Top of Extracted records

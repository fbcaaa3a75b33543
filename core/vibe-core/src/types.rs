//! Core value types shared by the engine and its clients.
//!
//! Everything here is a plain serde-friendly value. The wire names are
//! snake_case throughout; `EventRecord` is the line format used by recorded
//! telemetry logs (one JSON object per line).

use chrono::{DateTime, Utc};
use serde::{Deserialize, Serialize};

/// Engine-internal time, in milliseconds. All entry points take an explicit
/// `now` so tests can drive a virtual clock.
pub type Millis = u64;

/// The classifier's current best guess at what the developer is doing.
///
/// Closed set: exactly one state is current at any time, and every
/// (state, event) pair has a defined successor.
#[derive(Debug, Clone, Copy, PartialEq, Eq, Serialize, Deserialize, Default)]
#[serde(rename_all = "snake_case")]
pub enum ActivityState {
    #[default]
    Idle,
    Productive,
    Stuck,
    Procrastinating,
    Testing,
    Building,
    TestPassed,
    TestFailed,
}

impl ActivityState {
    /// Whether this state is forced by the build/test overlay rather than
    /// inferred from interaction metrics.
    pub fn is_overlay_driven(&self) -> bool {
        matches!(
            self,
            Self::Testing | Self::Building | Self::TestPassed | Self::TestFailed
        )
    }
}

/// Point-in-time interaction metrics, immutable once produced.
///
/// `idle_time_ms` and `time_in_file_ms` grow monotonically between input
/// events and reset to zero exactly on the qualifying event (keystroke;
/// file switch).
#[derive(Debug, Clone, PartialEq, Serialize, Deserialize)]
pub struct ActivityMetrics {
    /// Keystrokes-per-minute equivalent, from the keystroke ring buffer.
    pub typing_speed: f64,
    /// Milliseconds since the last recorded input.
    pub idle_time_ms: Millis,
    /// Tab switches since the last periodic counter reset.
    pub tab_switches: u32,
    /// File changes since the last periodic counter reset.
    pub file_changes: u32,
    /// Milliseconds since the active file last changed.
    pub time_in_file_ms: Millis,
}

/// Host editor telemetry, reduced to the closed set of events the engine
/// understands. Unknown host payload fields are the adapter's problem; by the
/// time an event reaches the engine it is one of these.
#[derive(Debug, Clone, PartialEq, Serialize, Deserialize)]
#[serde(tag = "type", rename_all = "snake_case")]
pub enum EditorEvent {
    /// A document content change. `changed_length` is the length of the
    /// inserted text; missing or negative values are treated as zero
    /// (cursor-only moves never count as typing).
    TextChanged {
        #[serde(default)]
        changed_length: i64,
    },
    /// The active editor (file/tab) changed.
    EditorSwitched,
    /// The editor window lost focus.
    FocusLost,
    /// A task started. The name is matched against the build and test
    /// patterns case-insensitively.
    TaskStarted { task_name: String },
    /// A task ended.
    TaskEnded { task_name: String },
    /// A test run started (before any results are known).
    TestRunStarted,
    /// A test run finished with per-test counts.
    TestRunFinished {
        #[serde(default)]
        passed: u32,
        #[serde(default)]
        failed: u32,
    },
}

/// One line of a recorded telemetry log: a wall-clock timestamp plus the
/// event itself, flattened into the same JSON object.
#[derive(Debug, Clone, PartialEq, Serialize, Deserialize)]
pub struct EventRecord {
    pub at: DateTime<Utc>,
    #[serde(flatten)]
    pub event: EditorEvent,
}

impl EventRecord {
    /// Milliseconds since the Unix epoch, clamped at zero for pre-epoch
    /// timestamps so the engine clock stays unsigned.
    pub fn at_millis(&self) -> Millis {
        self.at.timestamp_millis().max(0) as Millis
    }
}

#[cfg(test)]
mod tests {
    use super::*;

    #[test]
    fn activity_state_serializes_snake_case() {
        let json = serde_json::to_string(&ActivityState::TestPassed).unwrap();
        assert_eq!(json, "\"test_passed\"");

        let parsed: ActivityState = serde_json::from_str("\"procrastinating\"").unwrap();
        assert_eq!(parsed, ActivityState::Procrastinating);
    }

    #[test]
    fn activity_state_default_is_idle() {
        assert_eq!(ActivityState::default(), ActivityState::Idle);
    }

    #[test]
    fn overlay_driven_states() {
        assert!(ActivityState::Testing.is_overlay_driven());
        assert!(ActivityState::Building.is_overlay_driven());
        assert!(ActivityState::TestPassed.is_overlay_driven());
        assert!(ActivityState::TestFailed.is_overlay_driven());
        assert!(!ActivityState::Productive.is_overlay_driven());
        assert!(!ActivityState::Idle.is_overlay_driven());
    }

    #[test]
    fn text_changed_defaults_missing_length_to_zero() {
        let event: EditorEvent = serde_json::from_str(r#"{"type": "text_changed"}"#).unwrap();
        assert_eq!(event, EditorEvent::TextChanged { changed_length: 0 });
    }

    #[test]
    fn text_changed_accepts_negative_length() {
        // Malformed host payloads must parse; the aggregator clamps them.
        let event: EditorEvent =
            serde_json::from_str(r#"{"type": "text_changed", "changed_length": -4}"#).unwrap();
        assert_eq!(event, EditorEvent::TextChanged { changed_length: -4 });
    }

    #[test]
    fn task_event_round_trips() {
        let event = EditorEvent::TaskStarted {
            task_name: "npm run build".to_string(),
        };
        let json = serde_json::to_string(&event).unwrap();
        assert!(json.contains("\"type\":\"task_started\""));
        let parsed: EditorEvent = serde_json::from_str(&json).unwrap();
        assert_eq!(parsed, event);
    }

    #[test]
    fn event_record_parses_flattened_line() {
        let line = r#"{"at": "2026-03-01T09:00:00Z", "type": "test_run_finished", "passed": 12, "failed": 0}"#;
        let record: EventRecord = serde_json::from_str(line).unwrap();
        assert_eq!(
            record.event,
            EditorEvent::TestRunFinished {
                passed: 12,
                failed: 0
            }
        );
        assert!(record.at_millis() > 0);
    }
}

Bottom of Extracted records

▶ **Task directions**:
Wherever the string "interaction" appears in the data above, report the whole line.

▶ **The completed task**:
    /// inferred from interaction metrics.
/// Point-in-time interaction metrics, immutable once produced.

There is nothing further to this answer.